Wednesday 16 November 2016

Ribble Valley 10k - Week 2 of 8

M 9 miles (7:22mm)
T 11 miles HA (6:33mm), 6.5 miles (7:52mm)
W 8 miles HA (6:45mm), 5 miles (7:31mm)
9 miles including 12X1min hills, 7 miles (7:58mm)
F 10.5 miles (6:48m), 6 miles (7:30mm)
S 8 miles HA (6:52mm), 5 miles (7:50mm)
15.5miles including 4X15mins (5:59mm)

Total 100 miles (6:59mm)
Aerobic efficiency 1024 beats per mile
Weight 143.9lbs Vs 142.8lbs
Body Fat 10.65% (15.32lbs) Vs 11.18% (15.96lbs)
Lean Body Mass 84.75% (121.96lbs) Vs 84.38% (120.5lbs)
Water 64.35%(92.60lbs) Vs 63.55% (90.75lbs)


A brief update for last week as I have been a little short on time!


On the whole, a pleasing week which has seen me get back into triple figures mileage wise and a couple of decent sessions. I did a hill session of 12X1mins on the treadmill on Thursday. Having not done a hill session on the treadmill before I thought a 6% incline would be good and started off at 16kph (c6:00mm) with 90s recovery at 10kph at 0% incline. It became clear that these perhaps weren't hard enough so for 7-9 I upped the pace to 17kph and for 10-12 I upped it again to 18kph. this left me nicely tired at the end. I think it may be a struggle to run a full 12 at the moment at 18kph at 6% incline but that is the plan over the coming weeks. Alternatively next time I do it I may try and go at 18kph but reduce the incline to say 4 or 5%.

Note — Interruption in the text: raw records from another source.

use std::collections::BTreeMap;

use crate::error::{Result, TunerError};
use crate::explore::constants::{NAMESPACE_ROOT, STORED_CHOICES_PREFIX};
use crate::explore::resolve_name;
use crate::models::{ChoiceAssignment, ChoiceDescriptor, JsonMap, Reaction, Solution};

/// Replays previously found solutions before free exploration starts.
///
/// Iteration `m` of the window replays the `m`-th point across all solutions
/// (solution by solution). In reference mode only iteration 0 is replayed,
/// from the first solution's reference choices.
#[derive(Debug, Clone, Default)]
pub struct SolutionReplayer {
    solutions: Vec<Solution>,
    reference: bool,
}

impl SolutionReplayer {
    pub fn new(solutions: Vec<Solution>, reference: bool) -> Self {
        Self {
            solutions,
            reference,
        }
    }

    /// Number of leading iterations driven by replay.
    pub fn window(&self) -> usize {
        match (self.solutions.is_empty(), self.reference) {
            (true, _) => 0,
            (false, true) => 1,
            (false, false) => self.solutions.len(),
        }
    }

    pub fn is_active(&self, iteration: usize) -> bool {
        iteration < self.window()
    }

    pub fn solutions(&self) -> &[Solution] {
        &self.solutions
    }

    pub fn into_solutions(self) -> Vec<Solution> {
        self.solutions
    }

    /// `(solution, point)` replayed at `iteration`, if any.
    fn locate(&self, iteration: usize) -> Option<(usize, usize)> {
        self.solutions
            .iter()
            .enumerate()
            .flat_map(|(s, sol)| (0..sol.points.len()).map(move |p| (s, p)))
            .nth(iteration)
    }

    /// Assignment to replay at `iteration`, or `None` outside the window.
    pub fn assignment(
        &self,
        iteration: usize,
        catalog: &BTreeMap<String, ChoiceDescriptor>,
    ) -> Result<Option<ChoiceAssignment>> {
        if !self.is_active(iteration) {
            return Ok(None);
        }

        if self.reference {
            let solution = &self.solutions[0];
            return translate(&solution.ref_choices, &solution.ref_choices_order, catalog).map(Some);
        }

        match self.locate(iteration) {
            Some((s, p)) => {
                let point = &self.solutions[s].points[p];
                translate(&point.pruned_choices, &point.pruned_choices_order, catalog).map(Some)
            }
            None => Ok(Some(ChoiceAssignment::new())),
        }
    }

    /// Store how the target reacted to the configuration replayed at
    /// `iteration` on the matching solution point. In reference mode that is
    /// the first point. Returns `false` when there was no point to attach it to.
    pub fn record_reaction(&mut self, iteration: usize, reaction: Reaction) -> bool {
        if !self.is_active(iteration) {
            return false;
        }

        match self.locate(iteration) {
            Some((s, p)) => {
                self.solutions[s].points[p].reaction = Some(reaction);
                true
            }
            None => false,
        }
    }
}

/// Map a stored choice name into the live namespace.
///
/// `##choices#X` becomes `##X`, then resolves to whichever of `##X` or `X`
/// the catalog knows.
pub fn translate_key(key: &str, catalog: &BTreeMap<String, ChoiceDescriptor>) -> String {
    let Some(rest) = key.strip_prefix(STORED_CHOICES_PREFIX) else {
        return key.to_string();
    };

    resolve_name(&format!("{}{}", NAMESPACE_ROOT, rest), catalog)
}

fn translate(
    choices: &JsonMap,
    order: &[String],
    catalog: &BTreeMap<String, ChoiceDescriptor>,
) -> Result<ChoiceAssignment> {
    let mut assignment = ChoiceAssignment::new();

    for key in order {
        let value = choices.get(key).ok_or_else(|| {
            TunerError::contract(format!("stored solution has no value for choice '{}'", key))
        })?;
        assignment.set(translate_key(key, catalog), value.clone());
    }
    for (key, value) in choices {
        if !order.contains(key) {
            assignment.set(translate_key(key, catalog), value.clone());
        }
    }

    Ok(assignment)
}

#[cfg(test)]
mod tests {
    use super::*;
    use crate::models::SolutionPoint;
    use serde_json::json;

    fn catalog() -> BTreeMap<String, ChoiceDescriptor> {
        let mut c = BTreeMap::new();
        c.insert("##flags#O".to_string(), ChoiceDescriptor::default());
        c.insert("unroll".to_string(), ChoiceDescriptor::default());
        c
    }

    fn point(level: &str) -> SolutionPoint {
        SolutionPoint {
            pruned_choices: [("##choices#flags#O".to_string(), json!(level))]
                .into_iter()
                .collect(),
            pruned_choices_order: vec!["##choices#flags#O".into()],
            ..Default::default()
        }
    }

    #[test]
    fn test_translate_key() {
        let c = catalog();
        assert_eq!(translate_key("##choices#flags#O", &c), "##flags#O");
        assert_eq!(translate_key("##choices#unroll", &c), "unroll");
        assert_eq!(translate_key("##choices#other", &c), "##other");
        assert_eq!(translate_key("plain", &c), "plain");
    }

    #[test]
    fn test_window_walks_points_in_order() {
        let solutions = vec![
            Solution {
                points: vec![point("-O1"), point("-O2")],
                ..Default::default()
            },
            Solution {
                points: vec![point("-O3")],
                ..Default::default()
            },
        ];
        let replayer = SolutionReplayer::new(solutions, false);
        let c = catalog();

        assert_eq!(replayer.window(), 2);
        let first = replayer.assignment(0, &c).unwrap().unwrap();
        let second = replayer.assignment(1, &c).unwrap().unwrap();
        assert_eq!(first.get("##flags#O"), Some(&json!("-O1")));
        assert_eq!(second.get("##flags#O"), Some(&json!("-O2")));
        assert!(replayer.assignment(2, &c).unwrap().is_none());
    }

    #[test]
    fn test_fewer_points_than_solutions() {
        let solutions = vec![Solution::default(), Solution::default()];
        let mut replayer = SolutionReplayer::new(solutions, false);

        let a = replayer.assignment(1, &catalog()).unwrap().unwrap();
        assert!(a.is_empty());
        assert!(!replayer.record_reaction(1, Reaction::default()));
    }

    #[test]
    fn test_reaction_written_back() {
        let solutions = vec![Solution {
            points: vec![point("-O1")],
            ..Default::default()
        }];
        let mut replayer = SolutionReplayer::new(solutions, false);
        let reaction = Reaction {
            fail: true,
            fail_reason: "crash".into(),
            ..Default::default()
        };

        assert!(replayer.record_reaction(0, reaction.clone()));
        assert_eq!(replayer.solutions()[0].points[0].reaction, Some(reaction));
    }

    #[test]
    fn test_reference_mode() {
        let solutions = vec![
            Solution {
                ref_choices: [("##choices#unroll".to_string(), json!(4))].into_iter().collect(),
                ref_choices_order: vec!["##choices#unroll".into()],
                ..Default::default()
            },
            Solution::default(),
        ];
        let mut replayer = SolutionReplayer::new(solutions.clone(), true);

        assert_eq!(replayer.window(), 1);
        let a = replayer.assignment(0, &catalog()).unwrap().unwrap();
        assert_eq!(a.get("unroll"), Some(&json!(4)));

        // No point to attach the reaction to.
        assert!(!replayer.record_reaction(0, Reaction::default()));

        let mut with_point = solutions;
        with_point[0].points.push(point("-O1"));
        let mut replayer = SolutionReplayer::new(with_point, true);
        assert!(replayer.record_reaction(0, Reaction::default()));
        assert!(replayer.solutions()[0].points[0].reaction.is_some());
    }

    #[test]
    fn test_missing_value_is_contract_error() {
        let mut broken = point("-O1");
        broken.pruned_choices.clear();
        let replayer = SolutionReplayer::new(
            vec![Solution {
                points: vec![broken],
                ..Default::default()
            }],
            false,
        );
        assert!(replayer.assignment(0, &catalog()).unwrap_err().is_contract());
    }
}
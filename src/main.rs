use std::sync::Arc;

use clap::Parser;
use tracing::warn;
use tracing_subscriber::{layer::SubscriberExt, util::SubscriberInitExt, EnvFilter};

use pipeline_autotune_rs::cli::{Cli, Command, SetupArgs, TuneArgs};
use pipeline_autotune_rs::error::Result;
use pipeline_autotune_rs::interface::{display_report, prompt_yes_no, ConsolePrompt};
use pipeline_autotune_rs::models::PipelineDescription;
use pipeline_autotune_rs::state::{save_pipeline, ExperimentStore};
use pipeline_autotune_rs::tuner::{
    setup_pipeline, write_points_csv, write_trace_csv, CommandPipeline, IterationController,
    PipelineRegistry, TunerConfig, TunerOptions,
};

fn main() {
    let cli = Cli::parse();

    tracing_subscriber::registry()
        .with(EnvFilter::try_from_default_env().unwrap_or_else(|_| EnvFilter::new(&cli.log_level)))
        .with(
            tracing_subscriber::fmt::layer()
                .with_target(false)
                .with_writer(std::io::stderr),
        )
        .init();

    if let Err(e) = run(cli) {
        eprintln!("Error: {}", e);
        std::process::exit(1);
    }
}

fn run(cli: Cli) -> Result<()> {
    match cli.command {
        Command::Autotune(args) => cmd_autotune(&args, false),
        Command::Run(args) => cmd_autotune(&args, true),
        Command::Filter(args) => cmd_filter(&args),
        Command::Setup(args) => cmd_setup(&args),
    }
}

/// Explore the choice space; `single` defaults to one iteration.
fn cmd_autotune(args: &TuneArgs, single: bool) -> Result<()> {
    let mut options = args.to_options()?;
    if single && options.iterations.is_none() {
        options.iterations = Some(1);
    }
    tune(args, options)
}

/// Reprocess recorded points without evaluating anything.
fn cmd_filter(args: &TuneArgs) -> Result<()> {
    let mut options = args.to_options()?;
    options.only_filter = true;
    options.record |= args.store.is_some();
    tune(args, options)
}

fn tune(args: &TuneArgs, options: TunerOptions) -> Result<()> {
    let config = TunerConfig::from_options(&options)?;

    let mut registry = PipelineRegistry::new();
    if let Some(command_line) = &args.pipeline_cmd {
        registry.register(Arc::new(CommandPipeline::from_command_line(
            &args.module_name,
            command_line,
        )?));
    }

    let uid = config.recording.experiment_uoa.clone();
    let mut store = match &args.store {
        Some(path) => Some(ExperimentStore::open(path, uid)?),
        None if config.recording.enabled => {
            warn!("recording without --store; points are kept in memory only");
            Some(ExperimentStore::new(uid))
        }
        None => None,
    };

    let mut controller =
        IterationController::new(&config, &registry)?.with_prompt(Box::new(ConsolePrompt));
    if let Some(store) = store.as_mut() {
        controller = controller.with_recorder(store);
    }
    let report = controller.run()?;

    display_report(&report);

    if let Some(store) = &store {
        println!("Experiment {} holds {} points.", store.uid(), store.len());
    }
    if let Some(path) = &args.csv {
        write_points_csv(&report.frontier, path)?;
        println!("Frontier written to {}", path.display());
    }
    if let Some(path) = &args.trace_csv {
        write_trace_csv(&report, path)?;
        println!("Trace written to {}", path.display());
    }

    Ok(())
}

/// Prepare a pipeline and save its description.
fn cmd_setup(args: &SetupArgs) -> Result<()> {
    if args.output.exists() && !args.force {
        let overwrite = prompt_yes_no(
            &format!("{} already exists. Overwrite?", args.output.display()),
            false,
        )?;
        if !overwrite {
            println!("Setup cancelled.");
            return Ok(());
        }
    }

    let module = CommandPipeline::from_command_line(&args.module_name, &args.pipeline_cmd)?;
    let pipeline = setup_pipeline(&module, &PipelineDescription::default(), args.max_attempts)?;
    save_pipeline(&args.output, &pipeline)?;

    println!(
        "Pipeline saved to {} ({} choice dimensions).",
        args.output.display(),
        pipeline.choices_desc.len()
    );
    Ok(())
}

The second session was a marathon type session on Sunday of 4X15mins. I find these types of sessions do bring me on quite quickly and I enjoy long sustained effort running, which probably has something to do with me being a marathoner! The paces of the 15 minute efforts came out around 5:30s but they did feel hard and somewhat above current Marathon Pace.


I have been experimenting the past couple of weeks with a relatively low carb diet in the hope of shedding a bit of fat to get down towards the body composition I was pre-Toronto. The result has been that although my overall weight has gone up a touch my body composition has improved with body fat reducing, lean body mass and water increasing. That said I have to admit training in a low carb way has proven to be difficult. Even though I upped the quantity of carbs on the days before this week's sessions, my easy and moderate running has felt noticeably harder and this is reflected in a low aerobic efficiency which has dropped off significantly since my race a few weeks ago. While this may be down to a slight drop in fitness my feeling is that the majority of it is likely to be down to 'training low'. So this coming week I will move to a more typical diet with c50% of calories coming from carbs and see what happens!

3 comments:

  1. Jason - first up, congrats on the England call up, you must be very proud! And great race, in spite of the conditions.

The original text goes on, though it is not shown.